機器が動き、粒をスキャンしていく。備え付けられた画面に次々と検査結果が表示されていく。それを黙って見つめていると、クルーズが呟く。
「1つ困った事があるんだが」
「何ですか?」
「使い方はわかるんだが、検査結果でこれが何か判断する事が出来ない」
「……まぁ、そうですよね」
「面目ない」
クルーズの代わりに始末屋が検査結果を確認する。画面をじっと見つめ、次に機器を操作していく。すると画面上に粒が表示され、徐々に拡大されていく。
「何かわかるか?」
「これはフォトン結晶ではありません。それに似た鉱石でもありません。これは極めて小さい機械です」
「機械?」
「正確に言えば、ナノマシン。肉眼では確認できない程に小さな機械です。これはそれが複数内蔵されているカプセルみたいですね」
「医療品で使われてるナノマシンなのか?」
この時代、医療に使われる薬品の中には、ナノマシンを内蔵したカプセルも使われている。飲み薬として飲み込み、体内で治療を行い、機能停止後に排泄物として外に出る。その場合、ナノマシンは予め設定された動きをする為、医療機関で病状にあったシステムを組み上げる専門医が設定を行う。
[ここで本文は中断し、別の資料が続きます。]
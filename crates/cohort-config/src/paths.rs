//! Path utilities and XDG directory discovery

use crate::ConfigError;
use directories::ProjectDirs;
use std::path::{Path, PathBuf};

/// XDG-compliant paths for Cohort
pub struct Paths {
    project_dirs: Option<ProjectDirs>,
}

impl Paths {
    /// Create a new Paths instance with XDG discovery
    pub fn new() -> Self {
        Self {
            project_dirs: ProjectDirs::from("com", "Cohort", "cohort"),
        }
    }

    /// Get user config directory (~/.config/cohort/)
    pub fn user_config_dir(&self) -> Result<PathBuf, ConfigError> {
        self.project_dirs
            .as_ref()
            .map(|p| p.config_dir().to_path_buf())
            .ok_or_else(|| {
                ConfigError::XdgError("Failed to determine user config directory".to_string())
            })
    }

    /// Get user config file path (~/.config/cohort/config.toml)
    pub fn user_config_file(&self) -> Result<PathBuf, ConfigError> {
        Ok(self.user_config_dir()?.join("config.toml"))
    }

    /// Cluster config file tracked alongside the deployment (cohort.toml)
    pub fn project_config_file(project_dir: impl AsRef<Path>) -> PathBuf {
        project_dir.as_ref().join("cohort.toml")
    }

    /// Local overrides (cohort.local.toml, gitignored)
    pub fn local_config_file(project_dir: impl AsRef<Path>) -> PathBuf {
        project_dir.as_ref().join("cohort.local.toml")
    }

    /// True when the directory has a cohort.toml
    pub fn is_initialized(project_dir: impl AsRef<Path>) -> bool {
        Self::project_config_file(project_dir).exists()
    }
}

impl Default for Paths {
    fn default() -> Self {
        Self::new()
    }
}
//! Content cluster topology for Cohort.
//!
//! Provides the static and runtime view of a content cluster:
//! - Group hierarchy and redundancy placement ([`Distribution`])
//! - Configured nodes and their reported/wanted states ([`ClusterInfo`], [`NodeInfo`])
//! - The cluster domain model ([`ContentCluster`])
//! - The safety policy for operator state changes ([`NodeStateChangeChecker`])

pub mod change_checker;
pub mod cluster_info;
pub mod content_cluster;
pub mod distribution;
pub mod error;
pub mod node;

pub use change_checker::{Condition, NodeStateChangeChecker, Verdict};
pub use cluster_info::ClusterInfo;
pub use content_cluster::{ContentCluster, ORCHESTRATOR_RESERVED_DESCRIPTION};
pub use distribution::{Distribution, Group, GroupId, PartitionSpec, Share};
pub use error::{Error, Result};
pub use node::{ConfiguredNode, NodeInfo};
「それじゃ、ジェリコが残した医療機関に納品される医療品のデータは、これに関係があるって事か……」
「どうでしょう。このナノマシンの機能は停止していますし、医療目的じゃないナノマシンも存在しますので、現状では何とも言えませんね」
機械を操作すると、画面上に無数の文字コードが表示される。上から下へ、濁流の様に流れるコード。
「このコードは何だ?」
「この粒がナノマシンを収納しているカプセルになっているんですよ。このカプセルに命令を打ち込むと、命令を受けたナノマシンが起動を開始するって流れです。医療用のナノマシンで、飲み薬として処方されるのは、大抵はこのタイプですよ」
「これが、その命令コードってわけか……わかるのか?」
肩をすくめる始末屋を見て、少なくとも、この場でこれが何かを理解する者は1人もいないと言う事がわかった。